*WHAT THE TASK REQUIRES*: Pull out every line below that contains the word "value".

====== DATA EXCERPTS ======

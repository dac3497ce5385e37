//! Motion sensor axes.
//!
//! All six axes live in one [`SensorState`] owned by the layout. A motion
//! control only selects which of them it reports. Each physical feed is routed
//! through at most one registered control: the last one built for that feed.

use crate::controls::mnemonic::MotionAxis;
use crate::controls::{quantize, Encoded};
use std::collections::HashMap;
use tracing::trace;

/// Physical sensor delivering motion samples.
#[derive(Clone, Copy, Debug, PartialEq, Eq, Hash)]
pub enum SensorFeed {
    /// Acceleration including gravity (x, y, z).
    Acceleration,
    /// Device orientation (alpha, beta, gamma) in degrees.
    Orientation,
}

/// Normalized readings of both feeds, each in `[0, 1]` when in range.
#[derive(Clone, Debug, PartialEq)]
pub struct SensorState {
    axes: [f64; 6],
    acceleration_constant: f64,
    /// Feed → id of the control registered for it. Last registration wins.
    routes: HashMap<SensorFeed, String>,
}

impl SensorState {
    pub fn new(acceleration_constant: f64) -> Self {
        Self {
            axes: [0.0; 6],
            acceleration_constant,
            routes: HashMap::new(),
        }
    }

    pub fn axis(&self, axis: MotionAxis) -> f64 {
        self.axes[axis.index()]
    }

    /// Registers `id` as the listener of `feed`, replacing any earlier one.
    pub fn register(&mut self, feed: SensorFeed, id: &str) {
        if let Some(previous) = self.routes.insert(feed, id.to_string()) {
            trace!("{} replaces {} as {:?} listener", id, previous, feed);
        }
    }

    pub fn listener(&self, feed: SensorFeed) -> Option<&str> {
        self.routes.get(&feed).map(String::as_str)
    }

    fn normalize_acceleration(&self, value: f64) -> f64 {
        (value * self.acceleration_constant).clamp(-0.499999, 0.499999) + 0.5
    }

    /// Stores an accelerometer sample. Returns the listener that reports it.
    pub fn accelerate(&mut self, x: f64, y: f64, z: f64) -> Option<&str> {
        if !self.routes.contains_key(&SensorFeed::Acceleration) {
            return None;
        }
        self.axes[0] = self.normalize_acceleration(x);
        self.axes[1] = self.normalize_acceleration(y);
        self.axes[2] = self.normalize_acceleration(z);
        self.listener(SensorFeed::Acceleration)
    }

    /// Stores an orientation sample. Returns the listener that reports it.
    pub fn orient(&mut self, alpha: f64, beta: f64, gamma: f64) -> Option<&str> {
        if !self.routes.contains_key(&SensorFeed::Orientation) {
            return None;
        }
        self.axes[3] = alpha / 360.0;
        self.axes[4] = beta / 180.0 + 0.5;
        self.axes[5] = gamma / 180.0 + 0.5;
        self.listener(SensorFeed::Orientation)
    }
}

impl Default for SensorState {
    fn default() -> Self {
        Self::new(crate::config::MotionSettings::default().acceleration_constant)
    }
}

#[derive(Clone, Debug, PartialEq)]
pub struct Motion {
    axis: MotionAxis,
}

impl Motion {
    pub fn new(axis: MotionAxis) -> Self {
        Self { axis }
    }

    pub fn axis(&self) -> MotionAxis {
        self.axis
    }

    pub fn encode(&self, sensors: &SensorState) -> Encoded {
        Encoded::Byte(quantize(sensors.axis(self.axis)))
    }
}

======

*RESPONSE TO THIS TASK*:
    fn normalize_acceleration(&self, value: f64) -> f64 {
        (value * self.acceleration_constant).clamp(-0.499999, 0.499999) + 0.5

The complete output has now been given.